The doctors there explained to Mrs. Brown that it was not uncommon for an autistic young adult to fall into depression given that I was at an age where physically and emotionally, I had begun to desire intimacy and social connections with other humans.
They gave me drugs to stabilize my emotions, which I flushed down the toilet and continued to handle my personal challenges my way. I was so careful about it that Mrs. Brown never found out I bit myself.
My life has been one heck of a roller coaster of playing two lives and pretending to the world I was okay when I wasn't and constantly craving love and intimacy and many nights of desiring sex, but not able to accept it even when it was offered.
I'd denied myself human contact because it felt wrong, yet being near Liam didn't feel wrong at all, and I wasn't going to walk away from this new experience, no matter what.
I was so lost in my thoughts that I didn't remember that I was nearly naked in front of Liam.
He reached out a hand and touched my bite marks. He ran a finger down the length of my arms.
"Emilia, what are these marks?"
His voice was weak, but it was firm and I felt ashamed.
I jumped back, not sure what this would mean to him. To us.
"Come here." Liam struggled to sit up, and I hurried back to his side to help him.
He pulled me to sit beside him.
"Do you hurt yourself?"
I nodded, unable to look him in the eyes.
Liam raised my head up by the chin. Our eyes held and met. Then he slowly brought his lips down to mine.
I had never been kissed in this way before. It felt like I was floating, but at the same time, it lifted all my cares and worries and dissolved them into thin air.
I felt like I was in a cotton candy bubble, and the sweet flavors freely flowed all over my body.

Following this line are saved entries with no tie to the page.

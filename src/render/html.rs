//! Symbol tables as HTML.

use std::borrow::Cow;

use crate::store::{Symbol, SymbolKind, SymbolStore};

/// Renders the four namespaces of a store as HTML tables.
#[derive(Debug, Clone, Copy, Default)]
pub struct TableRenderer {
    escape: bool,
}

impl TableRenderer {
    pub fn new() -> Self {
        Self::default()
    }

    /// Escape names, descriptions and paths. Without it text is inserted
    /// as-is, markup included.
    pub fn with_escaping(mut self, escape: bool) -> Self {
        self.escape = escape;
        self
    }

    /// Render the table for one namespace, sorted by name.
    pub fn render(&self, store: &SymbolStore, kind: SymbolKind) -> String {
        let with_value = kind == SymbolKind::Const;
        let mut html = String::from("<table><tr><th>Name</th>");
        if with_value {
            html.push_str("<th>Value</th>");
        }
        html.push_str("<th>Description</th><th>File</th></tr>");

        for symbol in store.sorted(kind) {
            self.push_row(&mut html, symbol, with_value);
        }

        html.push_str("</table>");
        html
    }

    fn push_row(&self, html: &mut String, symbol: &Symbol, with_value: bool) {
        let mut name = self.text(&symbol.name).into_owned();
        if symbol.deleted {
            name = format!("<del>{}</del>", name);
        }

        let description = self.text(&symbol.description).replace('\n', "<br />");

        html.push_str(&format!("<tr><td>{}</td>", name));
        if with_value {
            let value = symbol.value.map(|v| v.to_string()).unwrap_or_default();
            html.push_str(&format!("<td>{}</td>", value));
        }
        html.push_str(&format!(
            "<td>{}</td><td>{}</td></tr>",
            description,
            self.text(&symbol.source_file)
        ));
    }

    fn text<'a>(&self, text: &'a str) -> Cow<'a, str> {
        if self.escape {
            escape_html(text)
        } else {
            Cow::Borrowed(text)
        }
    }
}

/// Replace the characters HTML treats as markup with entities.
pub fn escape_html(text: &str) -> Cow<'_, str> {
    if !text.contains(['&', '<', '>', '"', '\'']) {
        return Cow::Borrowed(text);
    }

    let mut out = String::with_capacity(text.len() + 8);
    for c in text.chars() {
        match c {
            '&' => out.push_str("&amp;"),
            '<' => out.push_str("&lt;"),
            '>' => out.push_str("&gt;"),
            '"' => out.push_str("&quot;"),
            '\'' => out.push_str("&#39;"),
            c => out.push(c),
        }
    }
    Cow::Owned(out)
}

#[cfg(test)]
mod tests {
    use super::*;

    fn store_with(symbols: Vec<Symbol>) -> SymbolStore {
        let mut store = SymbolStore::new();
        for symbol in symbols {
            store.insert(symbol);
        }
        store
    }

    #[test]
    fn test_render_empty_table() {
        let html = TableRenderer::new().render(&SymbolStore::new(), SymbolKind::Var);

        insta::assert_snapshot!(html, @"<table><tr><th>Name</th><th>Description</th><th>File</th></tr></table>");
    }

    #[test]
    fn test_render_vars_sorted() {
        let store = store_with(vec![
            Symbol::new(SymbolKind::Var, "Speed", "varlist.txt"),
            Symbol::new(SymbolKind::Var, "RPM", "varlist.txt"),
        ]);

        let html = TableRenderer::new().render(&store, SymbolKind::Var);

        insta::assert_snapshot!(html, @"<table><tr><th>Name</th><th>Description</th><th>File</th></tr><tr><td>RPM</td><td></td><td>varlist.txt</td></tr><tr><td>Speed</td><td></td><td>varlist.txt</td></tr></table>");
    }

    #[test]
    fn test_render_const_values() {
        let store = store_with(vec![
            Symbol::new(SymbolKind::Const, "MaxSpeed", "constfile.txt")
                .with_value(Some(120.5))
                .with_description("Top speed\nin km/h"),
            Symbol::new(SymbolKind::Const, "Broken", "constfile.txt"),
        ]);

        let html = TableRenderer::new().render(&store, SymbolKind::Const);

        insta::assert_snapshot!(html, @"<table><tr><th>Name</th><th>Value</th><th>Description</th><th>File</th></tr><tr><td>Broken</td><td></td><td></td><td>constfile.txt</td></tr><tr><td>MaxSpeed</td><td>120.5</td><td>Top speed<br />in km/h</td><td>constfile.txt</td></tr></table>");
    }

    #[test]
    fn test_render_deleted_struck_through() {
        let store = store_with(vec![Symbol::placeholder(
            SymbolKind::StringVar,
            "Sign",
            "Old sign text",
        )]);

        let html = TableRenderer::new().render(&store, SymbolKind::StringVar);

        assert!(html.contains("<tr><td><del>Sign</del></td><td>Old sign text</td><td></td></tr>"));
    }

    #[test]
    fn test_integral_value_has_no_fraction() {
        let store = store_with(vec![
            Symbol::new(SymbolKind::Const, "Doors", "constfile.txt").with_value(Some(3.0)),
        ]);

        let html = TableRenderer::new().render(&store, SymbolKind::Const);

        assert!(html.contains("<td>Doors</td><td>3</td>"));
    }

    #[test]
    fn test_markup_passes_through_without_escaping() {
        let store = store_with(vec![Symbol::new(SymbolKind::Var, "a<b", "x.txt")
            .with_description("<i>raw</i>")]);

        let html = TableRenderer::new().render(&store, SymbolKind::Var);

        assert!(html.contains("<td>a<b</td><td><i>raw</i></td>"));
    }

    #[test]
    fn test_markup_escaped_when_enabled() {
        let store = store_with(vec![Symbol::placeholder(SymbolKind::Var, "a<b", "x & y\nz")]);

        let html = TableRenderer::new().with_escaping(true).render(&store, SymbolKind::Var);

        assert!(html.contains("<td><del>a&lt;b</del></td><td>x &amp; y<br />z</td>"));
    }

    #[test]
    fn test_escape_html_borrows_clean_text() {
        assert!(matches!(escape_html("plain"), Cow::Borrowed(_)));
        assert_eq!(escape_html("\"'"), "&quot;&#39;");
    }
}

I was tingling, and I had never felt like this before. I leaned closer to Liam, wrapping my arms around his neck, never wanting this to stop.
His arms around me were weak, but it was clear how strong Liam used to be and when he pulled me tighter, my towel fell off. I tried to pull it back to cover my body, but Liam stopped my hand and pulled back to look at me.
With a gasp, he said, "You are the most beautiful woman I've ever seen. I love you Emilia. Please don't ever hurt yourself again. You have to be strong for us now."
I drew a sharp breath. Liam loved me?
Liam loved me. He loved me. The man I loved, loved me also.
I threw myself on him, determined to go to any extent to save our lives and our love.